Line Bidding is different than PBS in that it requires the airline to make the monthly schedules based on the trips, or pairings, available each month. Compared to PBS, this is more time consuming since it requires personnel (usually an appointed Scheduling Committee from the airline’s union) to create the schedules called lines. Specific lines are created that the pilots bid on. Lines generally have the same trip characteristics, such as a line with all day trips or a line with all commutable trips. Pilots rank the lines in the bidding system (for example a pilot may prefer Line 12, then Line 8, then Line 24, and so on). Lines are then awarded strictly following seniority order.

Sample of a line bidding software.
Sample of a line bidding software.

Pilots who bid into conflicts between two months is a common issue. If a pilot has a trip from June 30th to July 2nd and bids for a line which has a trip July 1st-July 4th, a conflict arises. The company then has the discretion to alter the awarded line (in the second month). Generally, the company can add or remove trips to any of the first six to seven days of the pilot’s schedule to keep the pilot within a certain amount of credit from his/her awarded line. This may result in a pilot originally having a specific day off (say July 5th) and subsequently working that day. There is one airline that will instead drop the trip in the later month (July 1st-July 4th) and pay protect the pilot without adding any subsequent trips. Conflicts can also arise when pilots bid into FAR 117 rest or duty period issues.

Bidding during a vacation month can prove to be very beneficial for pilot. A week of vacation is preloaded onto a pilot’s schedule when it is time to bid during a vacation month and each day is credited a certain amount of hours. A process called vacation touching arises when a pilot bids a line where a trip overlaps any vacation day. The trip is taken off that pilot’s schedule. If the pilot understands how line bidding works, he or she can bid to have trips overlapping the beginning and end of his or her vacation so that both trips are removed. It is not uncommon for pilots to turn one week of vacation into two or three off through vacation touching.
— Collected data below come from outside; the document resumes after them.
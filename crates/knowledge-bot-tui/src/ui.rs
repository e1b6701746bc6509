use knowledge_bot_core::ChatRole;
use ratatui::{
    Frame,
    layout::{Constraint, Layout, Rect},
    style::{Color, Modifier, Style, Stylize},
    text::{Line, Span, Text},
    widgets::{Block, Borders, Paragraph, Wrap},
};
use crate::app::{App, InputMode};

const WELCOME: [&str; 3] = [
    "👋 Welcome!",
    "I am here to assist you with insights derived from the vast knowledge integrated into this system.",
    "Ask me anything about the information provided or the features of this application, and I'll do my best to help you.",
];

/// Parse a line of text and convert **bold** markdown to styled spans
fn parse_markdown_line(text: &str) -> Line<'static> {
    let mut spans: Vec<Span<'static>> = Vec::new();
    let mut chars = text.chars().peekable();
    let mut current_text = String::new();

    while let Some(c) = chars.next() {
        if c == '*' && chars.peek() == Some(&'*') {
            // Consume the second *
            chars.next();

            // Push any accumulated plain text
            if !current_text.is_empty() {
                spans.push(Span::raw(std::mem::take(&mut current_text)));
            }

            // Find closing **
            let mut bold_text = String::new();
            let mut found_close = false;
            while let Some(c) = chars.next() {
                if c == '*' && chars.peek() == Some(&'*') {
                    chars.next();
                    found_close = true;
                    break;
                }
                bold_text.push(c);
            }

            if found_close && !bold_text.is_empty() {
                spans.push(Span::styled(bold_text, Style::default().add_modifier(Modifier::BOLD)));
            } else {
                // No closing **, treat as literal
                current_text.push_str("**");
                current_text.push_str(&bold_text);
            }
        } else {
            current_text.push(c);
        }
    }

    if !current_text.is_empty() {
        spans.push(Span::raw(current_text));
    }

    if spans.is_empty() {
        Line::default()
    } else {
        Line::from(spans)
    }
}

pub fn render(app: &mut App, frame: &mut Frame) {
    let area = frame.area();

    // Main layout: header, chat, input, footer
    let [header_area, chat_area, input_area, footer_area] = Layout::vertical([
        Constraint::Length(1),
        Constraint::Min(0),
        Constraint::Length(3),
        Constraint::Length(1),
    ])
    .areas(area);

    render_header(app, frame, header_area);
    render_chat(app, frame, chat_area);
    render_input(app, frame, input_area);
    render_footer(app, frame, footer_area);
}

fn render_header(app: &App, frame: &mut Frame, area: Rect) {
    let endpoint = match app.client.base_url() {
        Some(url) => Span::styled(format!(" {} ", url), Style::default().fg(Color::Gray)),
        None => Span::styled(" no API URL configured ", Style::default().fg(Color::LightRed)),
    };

    let title = Line::from(vec![
        Span::styled(" Knowledge Bot ", Style::default().fg(Color::Cyan).bold()),
        endpoint,
        Span::styled(
            format!("v{}", env!("CARGO_PKG_VERSION")),
            Style::default().fg(Color::Gray),
        ),
    ]);

    let header = Paragraph::new(title).style(Style::default().bg(Color::DarkGray));
    frame.render_widget(header, area);
}

fn render_chat(app: &mut App, frame: &mut Frame, area: Rect) {
    // Store area for mouse hit-testing and inner size for scroll calculations
    app.chat_area = Some(area);
    app.chat_height = area.height.saturating_sub(2);
    app.chat_width = area.width.saturating_sub(2);

    let block = Block::default()
        .borders(Borders::ALL)
        .border_style(Style::default().fg(if app.input_mode == InputMode::Normal {
            Color::Cyan
        } else {
            Color::DarkGray
        }))
        .title(" Chat ");

    let text = chat_text(app);

    let chat = chat_paragraph(text)
        .block(block)
        .scroll((app.chat_scroll, 0));

    frame.render_widget(chat, area);
}

/// Chat pane contents, shared by the renderer and the scroll math in `App`
pub fn chat_text(app: &App) -> Text<'static> {
    if app.conversation.is_empty() {
        return Text::from(
            WELCOME
                .iter()
                .map(|line| Line::from(Span::styled(*line, Style::default().fg(Color::Blue))))
                .collect::<Vec<_>>(),
        );
    }

    let mut lines: Vec<Line<'static>> = Vec::new();

    for msg in app.conversation.messages() {
        match msg.role {
            ChatRole::User => {
                lines.push(Line::from(Span::styled(
                    "You:",
                    Style::default().fg(Color::Cyan).add_modifier(Modifier::BOLD),
                )));
                for line in msg.content.lines() {
                    lines.push(Line::from(line.to_string()));
                }
            }
            ChatRole::Assistant => {
                lines.push(Line::from(Span::styled(
                    "Bot:",
                    Style::default().fg(Color::Yellow).add_modifier(Modifier::BOLD),
                )));
                if msg.loading {
                    // Animated ellipsis: cycles through ".", "..", "..."
                    let dots = ".".repeat((app.animation_frame as usize) + 1);
                    lines.push(Line::from(Span::styled(
                        format!("Thinking{}", dots),
                        Style::default().fg(Color::DarkGray).add_modifier(Modifier::ITALIC),
                    )));
                } else if msg.error {
                    lines.push(Line::from(Span::styled(
                        msg.content.clone(),
                        Style::default().fg(Color::Red),
                    )));
                } else {
                    for line in msg.content.lines() {
                        lines.push(parse_markdown_line(line));
                    }
                }

                if !msg.sources.is_empty() {
                    lines.push(Line::from(Span::styled(
                        "Sources:",
                        Style::default().fg(Color::Magenta).add_modifier(Modifier::BOLD),
                    )));
                    let source_style = Style::default().fg(Color::DarkGray);
                    for (i, source) in msg.sources.iter().enumerate() {
                        let prefix = format!("  [{}] ", i + 1);
                        let indent = " ".repeat(prefix.chars().count());
                        let label = source.label();
                        let mut label_lines = label.lines();

                        // Document chunks span several lines; keep them under the marker
                        let first = label_lines.next().unwrap_or_default();
                        lines.push(Line::from(Span::styled(
                            format!("{}{}", prefix, first),
                            source_style,
                        )));
                        for rest in label_lines {
                            lines.push(Line::from(Span::styled(
                                format!("{}{}", indent, rest),
                                source_style,
                            )));
                        }
                    }
                }
            }
        }
        lines.push(Line::default());
    }

    Text::from(lines)
}

/// Paragraph with the chat pane's wrapping applied
pub fn chat_paragraph(text: Text<'static>) -> Paragraph<'static> {
    Paragraph::new(text).wrap(Wrap { trim: false })
}

fn render_input(app: &App, frame: &mut Frame, area: Rect) {
    let busy = app.is_busy();
    let border_color = if busy {
        Color::DarkGray
    } else if app.input_mode == InputMode::Editing {
        Color::Yellow
    } else {
        Color::Gray
    };

    let title = if busy { " Waiting for answer... " } else { " Ask " };
    let block = Block::default()
        .borders(Borders::ALL)
        .border_style(Style::default().fg(border_color))
        .title(title);

    // Horizontal scrolling keeps the cursor visible (inner width excludes borders)
    let inner_width = area.width.saturating_sub(2) as usize;
    let scroll_offset = if inner_width == 0 || app.cursor < inner_width {
        0
    } else {
        app.cursor - inner_width + 1
    };

    let visible_text: String = app.input
        .chars()
        .skip(scroll_offset)
        .take(inner_width)
        .collect();

    let input = Paragraph::new(visible_text)
        .style(Style::default().fg(if busy { Color::DarkGray } else { Color::Cyan }))
        .block(block);

    frame.render_widget(input, area);

    if app.input_mode == InputMode::Editing {
        let cursor_x = (app.cursor - scroll_offset) as u16;
        frame.set_cursor_position((area.x + cursor_x + 1, area.y + 1));
    }
}

fn render_footer(app: &App, frame: &mut Frame, area: Rect) {
    let (mode_text, mode_style) = match app.input_mode {
        InputMode::Normal => (" CHAT ", Style::default().bg(Color::Blue).fg(Color::White)),
        InputMode::Editing => (" INPUT ", Style::default().bg(Color::Yellow).fg(Color::Black)),
    };

    // Key style: dark background with bright text for visibility on both light/dark terminals
    let key_style = Style::default().bg(Color::DarkGray).fg(Color::White);
    let label_style = Style::default().bg(Color::Black).fg(Color::White);

    let hints = match app.input_mode {
        InputMode::Editing => vec![
            Span::styled(" Enter ", key_style),
            Span::styled(if app.is_busy() { " (busy) " } else { " send " }, label_style),
            Span::styled(" Esc ", key_style),
            Span::styled(" stop typing ", label_style),
            Span::styled(" Ctrl-C ", key_style),
            Span::styled(" quit ", label_style),
        ],
        InputMode::Normal => vec![
            Span::styled(" j/k ", key_style),
            Span::styled(" scroll ", label_style),
            Span::styled(" g/G ", key_style),
            Span::styled(" top/bottom ", label_style),
            Span::styled(" i ", key_style),
            Span::styled(" type ", label_style),
            Span::styled(" q ", key_style),
            Span::styled(" quit ", label_style),
        ],
    };

    let footer_content = Line::from(
        vec![Span::styled(mode_text, mode_style), Span::styled(" ", label_style)]
            .into_iter()
            .chain(hints)
            .collect::<Vec<_>>(),
    );

    let footer = Paragraph::new(footer_content).style(Style::default().bg(Color::Black));
    frame.render_widget(footer, area);
}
Pay during a vacation month may become a bit complex due to vacation touching. Say a pilot is awarded a line with 80 credit hours and, due to vacation touching, two 20-hour trips are removed. This leaves the pilot with 40 credit hours (80-20-20) which is now the pilot’s line value. Depending on the airline, the pilot has a minimum guarantee each month (say it is 75 hours). In this example, a pilot works 40 credit hours and is paid 75 credit hours. Each airline has different work rules on picking up and trading trips during vacation months. In the previous example, if the pilot is not aware of how the rules work, the pilot may end up working more than 40 hours but still paid the same 75 hours (termed working for free).

Sample of a line bidding software.
Sample of a line bidding software.

Say the pilot in the previous example, after the two 20-hour trips are removed, has two 20-hour trips remaining. The pilot then trades one of those 20-hour trips for a 25-hour trip. The line value increases by 5 hours but the minimum monthly guarantee generally never increases more than is set by the airline (75 hours in this example). Therefore, the pilot will now work 45 hours and still be paid 75 hours (working an additional five hours with no extra pay). “Working for free” generally refers to trip trading; picking up trips on days off is generally paid on top of the 75 hours.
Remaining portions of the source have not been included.